Dr. Bennett stated that considerable skill is needed to correctly check for a patient’s tender points (i.e., digital palpation that is done with certain amount of applied pressure), yet this technique is not typically taught at most medical schools.

Many primary care physicians have been avoiding tender point examinations, or if the exams were performed, they might often have been done incorrectly.

It is thought that a percentage of patients who likely have FM have not been diagnosed with it, either due to poor examination of their tender points or not having the minimum number of required tender points. As a result, physicians had already started to rely on symptoms commonly found in FM patients (i.e., sleep problems, decreased mental clarity, forgetfulness, and impaired function during daily activities) when making a diagnosis of FM, but with no consistent standards in place.

Other specialists mentioned in their criticisms:

  • that the excessive focus on tender points, which had not improved overall medical knowledge about the cause of pain in FM
  • that the examination of tender points also did not accurately measure the effectiveness of treatments (i.e., treatments which might help FM patients may not cause any changes to their tender points)
  • that the fluctuation of pain and presence of many other symptoms had been long overlooked
  • that studies of FM were disproportionately limited to females.

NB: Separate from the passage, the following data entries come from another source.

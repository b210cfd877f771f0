//! MergeService: orchestrates sources, applies merge policy, deserializes to OrgTreeConfig.

use crate::config::sources::{environment, global_file, workspace_file};
use crate::config::OrgTreeConfig;
use config::ConfigError;
use std::path::Path;

use super::merge_policy;

/// Merge service for config composition.
pub struct MergeService;

impl MergeService {
    /// Load config from workspace and standard sources.
    /// Precedence: global file (lowest) -> workspace file -> environment (highest).
    pub fn load(workspace_root: &Path) -> Result<OrgTreeConfig, ConfigError> {
        let builder = merge_policy::builder_with_defaults()?;
        let builder = global_file::add_to_builder(builder)?;
        let builder = workspace_file::add_to_builder(builder, workspace_root)?;
        let builder = environment::add_to_builder(builder)?;

        let config = builder.build()?;
        config.try_deserialize()
    }

    /// Load config from a specific file with environment overlay.
    pub fn load_from_file(path: &Path) -> Result<OrgTreeConfig, ConfigError> {
        use config::File;

        let builder = merge_policy::builder_with_defaults()?;
        let builder = builder.add_source(File::from(path));
        let builder = environment::add_to_builder(builder)?;

        let config = builder.build()?;
        config.try_deserialize()
    }
}
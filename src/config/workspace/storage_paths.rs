//! StorageConfig and store path resolution for a workspace.

use crate::config::xdg;
use crate::error::ApiError;
use serde::{Deserialize, Serialize};
use std::path::{Path, PathBuf};

const DEFAULT_STORE_PATH: &str = ".orgtree/store";

fn default_store_path() -> PathBuf {
    PathBuf::from(DEFAULT_STORE_PATH)
}

fn default_scope() -> String {
    "org_section".to_string()
}

/// Storage configuration
#[derive(Debug, Clone, Serialize, Deserialize)]
pub struct StorageConfig {
    /// Path to the node database (relative to workspace root)
    #[serde(default = "default_store_path")]
    pub store_path: PathBuf,

    /// Collection the synced nodes live in
    #[serde(default = "default_scope")]
    pub scope: String,
}

impl StorageConfig {
    /// Resolve the store path to an actual filesystem location.
    ///
    /// The default path lives under the XDG data directory for the workspace; any
    /// other path is taken relative to the workspace root.
    pub fn resolve_store_path(&self, workspace_root: &Path) -> Result<PathBuf, ApiError> {
        if self.store_path == Path::new(DEFAULT_STORE_PATH) {
            let data_dir = xdg::workspace_data_dir(workspace_root)?;
            Ok(data_dir.join("store"))
        } else {
            Ok(workspace_root.join(&self.store_path))
        }
    }
}

impl Default for StorageConfig {
    fn default() -> Self {
        Self {
            store_path: default_store_path(),
            scope: default_scope(),
        }
    }
}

One of the study authors, Dr. Robert S. Katz, a rheumatologist at Rush University Medical Center, elaborated on this discrepancy in a June 2010 issue of Science Daily, "The tender point test also has a gender bias because men may report widespread pain, but they generally aren't as tender as women. Fibromyalgia may be under-diagnosed in both men and women because of the reliance on 11 tender points, rather than considering other central features of the illness.”

However, most researchers felt the old criteria had helped to bring the science and recognition of FM to where it stands today.